» **Exercise objective**: After locating the line that contains "use std::sync::Arc;" in the listing below, write out that line and every following line exactly, with no other output.
--------------------------------
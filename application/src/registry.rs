use chrono::{DateTime, NaiveDate, Utc};
use domain::{
    Appointment, Collection, ContactMessage, Doctor, DomainError, Entity, Pagination, Patient,
    Record, RecordId, calculate_age, contact_message_id, next_sequential_id, sort_appointments,
};
use serde_json::Value;
use std::sync::Arc;
use tracing::{debug, info, instrument, warn};

use crate::{ApplicationError, Clock, ListQuery, ListResponse, RecordStore, timestamp};

/// Record lifecycle as the clinic screens drive it: id generation, timestamps, field
/// validation, appointment references, and filtered, paginated listings.
///
/// Everything here sits on top of [`RecordStore`]; the store itself stays permissive.
pub struct RegistryService {
    store: Arc<RecordStore>,
    clock: Arc<dyn Clock>,
    page_size: usize,
}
--------------------------------
» **Response to the task**:
use std::sync::Arc;
use tracing::{debug, info, instrument, warn};

use crate::{ApplicationError, Clock, ListQuery, ListResponse, RecordStore, timestamp};

/// Record lifecycle as the clinic screens drive it: id generation, timestamps, field
/// validation, appointment references, and filtered, paginated listings.
///
/// Everything here sits on top of [`RecordStore`]; the store itself stays permissive.
pub struct RegistryService {
    store: Arc<RecordStore>,
    clock: Arc<dyn Clock>,
    page_size: usize,
}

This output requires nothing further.